> Exercise aim
Could you find every line in the entries below that holds the word "ClassId" and copy it?

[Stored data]
-- Opening Marker --

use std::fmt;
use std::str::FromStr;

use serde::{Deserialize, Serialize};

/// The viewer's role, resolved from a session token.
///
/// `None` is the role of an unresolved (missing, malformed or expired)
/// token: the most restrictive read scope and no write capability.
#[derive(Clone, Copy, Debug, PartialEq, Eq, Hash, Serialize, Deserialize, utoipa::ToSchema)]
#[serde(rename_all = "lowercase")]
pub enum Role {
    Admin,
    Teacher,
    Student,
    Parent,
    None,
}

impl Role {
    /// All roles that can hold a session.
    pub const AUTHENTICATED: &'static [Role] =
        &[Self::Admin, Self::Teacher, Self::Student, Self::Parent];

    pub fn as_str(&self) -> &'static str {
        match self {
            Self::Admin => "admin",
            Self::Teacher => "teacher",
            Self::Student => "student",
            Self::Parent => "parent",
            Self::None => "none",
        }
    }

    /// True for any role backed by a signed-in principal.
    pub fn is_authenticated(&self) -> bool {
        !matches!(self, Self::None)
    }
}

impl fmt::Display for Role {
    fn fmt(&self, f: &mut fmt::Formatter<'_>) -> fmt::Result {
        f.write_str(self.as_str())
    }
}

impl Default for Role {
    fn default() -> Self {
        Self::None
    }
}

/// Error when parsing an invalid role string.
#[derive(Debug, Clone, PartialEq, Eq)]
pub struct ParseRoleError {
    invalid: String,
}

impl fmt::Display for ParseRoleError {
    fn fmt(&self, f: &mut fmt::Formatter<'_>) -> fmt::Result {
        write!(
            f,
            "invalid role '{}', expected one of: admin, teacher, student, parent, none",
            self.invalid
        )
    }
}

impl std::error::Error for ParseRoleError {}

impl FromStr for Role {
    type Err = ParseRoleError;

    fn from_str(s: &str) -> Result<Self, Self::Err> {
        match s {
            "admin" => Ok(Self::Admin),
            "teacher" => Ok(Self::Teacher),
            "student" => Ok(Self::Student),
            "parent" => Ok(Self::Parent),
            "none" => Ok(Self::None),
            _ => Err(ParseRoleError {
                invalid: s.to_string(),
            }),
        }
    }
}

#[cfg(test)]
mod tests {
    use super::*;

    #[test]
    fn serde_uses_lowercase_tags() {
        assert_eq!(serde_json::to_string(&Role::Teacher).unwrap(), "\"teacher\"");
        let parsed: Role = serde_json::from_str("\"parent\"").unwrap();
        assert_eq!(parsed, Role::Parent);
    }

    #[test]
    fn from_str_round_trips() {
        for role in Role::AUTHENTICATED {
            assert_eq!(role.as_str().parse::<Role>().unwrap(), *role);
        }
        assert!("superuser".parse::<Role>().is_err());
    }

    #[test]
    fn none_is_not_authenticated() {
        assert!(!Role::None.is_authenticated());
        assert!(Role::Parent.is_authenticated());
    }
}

-- Closing Marker --
-- Opening Marker --

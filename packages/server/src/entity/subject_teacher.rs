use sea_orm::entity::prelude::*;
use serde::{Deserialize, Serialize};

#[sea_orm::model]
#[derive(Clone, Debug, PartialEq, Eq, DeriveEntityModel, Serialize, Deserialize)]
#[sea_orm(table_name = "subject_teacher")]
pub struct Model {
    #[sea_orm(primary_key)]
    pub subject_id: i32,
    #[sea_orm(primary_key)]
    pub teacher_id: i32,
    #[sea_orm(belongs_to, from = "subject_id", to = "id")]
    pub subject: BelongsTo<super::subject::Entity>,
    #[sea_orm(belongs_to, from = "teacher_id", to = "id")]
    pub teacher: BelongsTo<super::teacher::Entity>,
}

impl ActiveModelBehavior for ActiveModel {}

-- Closing Marker --
-- Opening Marker --

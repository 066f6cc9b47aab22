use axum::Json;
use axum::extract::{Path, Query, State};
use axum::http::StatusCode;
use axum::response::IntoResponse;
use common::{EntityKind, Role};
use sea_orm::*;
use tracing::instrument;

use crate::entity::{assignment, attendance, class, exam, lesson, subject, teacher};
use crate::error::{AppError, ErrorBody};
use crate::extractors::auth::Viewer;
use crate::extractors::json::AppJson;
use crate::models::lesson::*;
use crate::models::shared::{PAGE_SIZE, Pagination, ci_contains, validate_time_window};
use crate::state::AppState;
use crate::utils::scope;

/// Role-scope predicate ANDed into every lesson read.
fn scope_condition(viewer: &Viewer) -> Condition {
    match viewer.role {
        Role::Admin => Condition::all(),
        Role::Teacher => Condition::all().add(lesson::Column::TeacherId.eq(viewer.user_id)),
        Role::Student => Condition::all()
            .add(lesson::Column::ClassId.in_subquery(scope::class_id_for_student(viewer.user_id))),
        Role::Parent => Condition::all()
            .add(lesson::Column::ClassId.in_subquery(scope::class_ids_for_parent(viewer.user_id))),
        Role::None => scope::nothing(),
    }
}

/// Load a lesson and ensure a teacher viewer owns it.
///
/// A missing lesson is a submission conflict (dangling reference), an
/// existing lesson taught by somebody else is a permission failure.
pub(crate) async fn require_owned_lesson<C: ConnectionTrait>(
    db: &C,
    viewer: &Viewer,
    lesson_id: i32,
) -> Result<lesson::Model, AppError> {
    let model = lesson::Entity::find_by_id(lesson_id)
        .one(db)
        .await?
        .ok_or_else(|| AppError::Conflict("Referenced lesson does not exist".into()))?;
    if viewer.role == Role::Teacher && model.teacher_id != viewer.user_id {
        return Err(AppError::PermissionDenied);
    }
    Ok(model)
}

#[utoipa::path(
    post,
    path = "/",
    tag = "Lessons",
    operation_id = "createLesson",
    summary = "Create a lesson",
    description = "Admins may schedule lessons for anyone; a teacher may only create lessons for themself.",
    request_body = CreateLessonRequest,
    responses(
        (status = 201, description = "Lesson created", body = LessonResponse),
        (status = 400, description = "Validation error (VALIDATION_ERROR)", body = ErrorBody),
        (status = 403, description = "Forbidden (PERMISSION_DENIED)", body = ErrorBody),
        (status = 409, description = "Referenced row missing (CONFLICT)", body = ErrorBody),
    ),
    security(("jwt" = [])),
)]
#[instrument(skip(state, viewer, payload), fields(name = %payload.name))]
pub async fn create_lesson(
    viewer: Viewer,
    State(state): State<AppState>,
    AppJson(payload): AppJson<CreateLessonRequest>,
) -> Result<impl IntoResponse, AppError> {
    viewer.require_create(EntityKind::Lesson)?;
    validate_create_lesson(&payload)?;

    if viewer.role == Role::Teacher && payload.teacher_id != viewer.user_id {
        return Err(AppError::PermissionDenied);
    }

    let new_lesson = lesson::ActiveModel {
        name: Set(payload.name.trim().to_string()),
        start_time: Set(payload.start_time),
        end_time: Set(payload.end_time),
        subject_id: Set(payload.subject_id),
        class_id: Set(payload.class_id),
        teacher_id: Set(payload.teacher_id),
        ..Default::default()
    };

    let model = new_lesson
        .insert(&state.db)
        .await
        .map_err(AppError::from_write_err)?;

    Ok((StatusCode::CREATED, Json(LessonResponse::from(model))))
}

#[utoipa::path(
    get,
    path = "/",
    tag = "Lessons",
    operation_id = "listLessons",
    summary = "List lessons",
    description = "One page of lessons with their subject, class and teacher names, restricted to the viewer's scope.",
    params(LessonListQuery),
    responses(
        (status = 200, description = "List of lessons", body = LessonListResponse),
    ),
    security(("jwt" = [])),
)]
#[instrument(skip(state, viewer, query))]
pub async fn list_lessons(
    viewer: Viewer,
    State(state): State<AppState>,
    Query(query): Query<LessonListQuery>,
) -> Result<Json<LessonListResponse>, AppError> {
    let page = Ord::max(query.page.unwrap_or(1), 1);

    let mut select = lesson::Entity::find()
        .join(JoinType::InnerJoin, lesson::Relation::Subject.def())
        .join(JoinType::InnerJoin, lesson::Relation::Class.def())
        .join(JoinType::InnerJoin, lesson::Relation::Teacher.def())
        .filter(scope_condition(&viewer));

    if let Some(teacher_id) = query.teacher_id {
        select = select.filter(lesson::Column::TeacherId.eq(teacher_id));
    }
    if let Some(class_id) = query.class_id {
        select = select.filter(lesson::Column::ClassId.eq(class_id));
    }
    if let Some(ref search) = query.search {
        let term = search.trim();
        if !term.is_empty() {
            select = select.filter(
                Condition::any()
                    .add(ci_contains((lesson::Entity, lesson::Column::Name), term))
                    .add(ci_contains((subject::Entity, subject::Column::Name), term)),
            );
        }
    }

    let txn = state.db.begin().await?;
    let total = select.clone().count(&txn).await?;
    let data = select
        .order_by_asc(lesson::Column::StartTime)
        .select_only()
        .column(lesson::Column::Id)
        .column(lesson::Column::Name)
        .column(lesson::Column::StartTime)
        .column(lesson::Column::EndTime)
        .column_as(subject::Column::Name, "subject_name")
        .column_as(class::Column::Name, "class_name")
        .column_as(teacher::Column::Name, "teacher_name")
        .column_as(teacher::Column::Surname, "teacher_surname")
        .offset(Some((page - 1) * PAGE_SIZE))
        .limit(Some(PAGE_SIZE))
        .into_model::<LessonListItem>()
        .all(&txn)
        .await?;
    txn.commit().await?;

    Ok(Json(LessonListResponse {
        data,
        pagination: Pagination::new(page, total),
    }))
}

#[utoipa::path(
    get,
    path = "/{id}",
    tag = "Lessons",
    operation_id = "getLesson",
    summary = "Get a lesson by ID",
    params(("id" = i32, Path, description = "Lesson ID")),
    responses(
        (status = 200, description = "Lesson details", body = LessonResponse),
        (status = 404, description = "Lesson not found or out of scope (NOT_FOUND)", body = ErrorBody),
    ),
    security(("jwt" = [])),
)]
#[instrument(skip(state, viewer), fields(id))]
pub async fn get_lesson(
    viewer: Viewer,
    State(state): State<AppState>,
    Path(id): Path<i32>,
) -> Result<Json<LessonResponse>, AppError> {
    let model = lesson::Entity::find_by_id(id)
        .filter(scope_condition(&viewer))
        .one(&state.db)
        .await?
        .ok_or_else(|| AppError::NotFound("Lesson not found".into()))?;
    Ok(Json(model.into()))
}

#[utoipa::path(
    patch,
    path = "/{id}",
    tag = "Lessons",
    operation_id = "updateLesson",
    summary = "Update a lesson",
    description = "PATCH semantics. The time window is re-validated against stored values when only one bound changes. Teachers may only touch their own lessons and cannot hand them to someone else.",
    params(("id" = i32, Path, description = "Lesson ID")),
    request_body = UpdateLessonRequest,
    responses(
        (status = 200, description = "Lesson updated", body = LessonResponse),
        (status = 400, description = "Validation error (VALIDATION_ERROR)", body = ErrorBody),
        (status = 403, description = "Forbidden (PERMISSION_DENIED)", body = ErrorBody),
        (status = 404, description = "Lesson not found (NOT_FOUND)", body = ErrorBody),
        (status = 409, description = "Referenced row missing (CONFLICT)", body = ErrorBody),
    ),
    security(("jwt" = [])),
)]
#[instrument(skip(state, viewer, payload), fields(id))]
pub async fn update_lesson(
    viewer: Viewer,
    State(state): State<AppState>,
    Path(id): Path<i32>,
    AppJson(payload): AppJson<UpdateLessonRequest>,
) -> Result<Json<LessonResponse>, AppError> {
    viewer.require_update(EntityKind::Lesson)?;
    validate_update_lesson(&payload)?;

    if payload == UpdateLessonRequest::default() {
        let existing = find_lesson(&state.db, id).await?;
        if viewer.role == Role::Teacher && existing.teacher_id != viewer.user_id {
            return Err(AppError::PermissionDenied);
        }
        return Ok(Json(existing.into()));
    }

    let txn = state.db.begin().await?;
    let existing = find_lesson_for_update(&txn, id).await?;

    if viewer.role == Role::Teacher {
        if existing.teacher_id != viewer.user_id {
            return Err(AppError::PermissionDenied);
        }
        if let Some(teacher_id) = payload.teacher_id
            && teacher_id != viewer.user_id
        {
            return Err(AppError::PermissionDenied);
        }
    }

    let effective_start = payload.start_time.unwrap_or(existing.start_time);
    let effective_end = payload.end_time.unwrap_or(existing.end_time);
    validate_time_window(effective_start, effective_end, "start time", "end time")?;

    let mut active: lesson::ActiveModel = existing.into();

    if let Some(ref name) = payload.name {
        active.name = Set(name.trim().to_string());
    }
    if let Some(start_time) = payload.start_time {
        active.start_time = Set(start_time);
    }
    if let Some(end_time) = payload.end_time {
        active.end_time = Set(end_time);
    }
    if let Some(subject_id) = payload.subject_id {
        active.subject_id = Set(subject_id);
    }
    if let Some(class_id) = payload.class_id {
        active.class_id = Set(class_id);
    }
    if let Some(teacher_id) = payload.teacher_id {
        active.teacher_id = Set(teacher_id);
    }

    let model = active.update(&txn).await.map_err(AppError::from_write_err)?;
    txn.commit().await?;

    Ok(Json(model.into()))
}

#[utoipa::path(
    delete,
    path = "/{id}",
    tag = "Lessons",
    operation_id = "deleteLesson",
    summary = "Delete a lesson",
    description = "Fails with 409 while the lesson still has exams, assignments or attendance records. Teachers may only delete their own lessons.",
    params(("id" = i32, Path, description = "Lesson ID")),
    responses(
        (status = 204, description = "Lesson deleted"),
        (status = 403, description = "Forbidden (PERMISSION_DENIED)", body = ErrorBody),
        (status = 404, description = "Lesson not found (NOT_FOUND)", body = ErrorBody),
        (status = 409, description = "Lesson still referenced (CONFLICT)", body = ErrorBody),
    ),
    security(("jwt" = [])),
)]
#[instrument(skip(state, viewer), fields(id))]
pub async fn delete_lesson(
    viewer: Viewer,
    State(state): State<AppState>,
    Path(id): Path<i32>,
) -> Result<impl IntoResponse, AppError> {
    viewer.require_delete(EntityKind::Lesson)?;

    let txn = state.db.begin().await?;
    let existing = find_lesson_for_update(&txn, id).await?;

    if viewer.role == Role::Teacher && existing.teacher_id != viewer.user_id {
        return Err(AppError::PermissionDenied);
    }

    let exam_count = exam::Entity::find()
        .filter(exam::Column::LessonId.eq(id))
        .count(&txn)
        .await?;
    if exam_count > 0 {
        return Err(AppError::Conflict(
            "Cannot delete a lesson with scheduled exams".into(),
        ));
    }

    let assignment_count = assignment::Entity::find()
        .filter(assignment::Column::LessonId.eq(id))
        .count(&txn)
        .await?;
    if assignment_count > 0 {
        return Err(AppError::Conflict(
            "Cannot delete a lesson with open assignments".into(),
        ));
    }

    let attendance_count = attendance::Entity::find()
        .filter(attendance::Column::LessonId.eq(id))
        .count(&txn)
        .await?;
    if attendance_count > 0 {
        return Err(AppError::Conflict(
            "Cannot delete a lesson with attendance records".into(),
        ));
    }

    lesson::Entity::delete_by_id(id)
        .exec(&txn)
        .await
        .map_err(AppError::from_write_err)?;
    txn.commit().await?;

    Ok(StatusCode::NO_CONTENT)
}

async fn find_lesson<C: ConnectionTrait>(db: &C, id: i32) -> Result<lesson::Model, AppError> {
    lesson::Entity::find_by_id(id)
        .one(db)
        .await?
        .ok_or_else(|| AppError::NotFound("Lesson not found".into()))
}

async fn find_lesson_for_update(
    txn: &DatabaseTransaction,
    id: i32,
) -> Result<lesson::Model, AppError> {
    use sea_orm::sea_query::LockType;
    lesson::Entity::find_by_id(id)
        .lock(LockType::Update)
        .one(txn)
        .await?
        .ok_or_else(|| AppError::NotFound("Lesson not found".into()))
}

-- Closing Marker --

> Solution
            .add(lesson::Column::ClassId.in_subquery(scope::class_id_for_student(viewer.user_id))),
            .add(lesson::Column::ClassId.in_subquery(scope::class_ids_for_parent(viewer.user_id))),
        select = select.filter(lesson::Column::ClassId.eq(class_id));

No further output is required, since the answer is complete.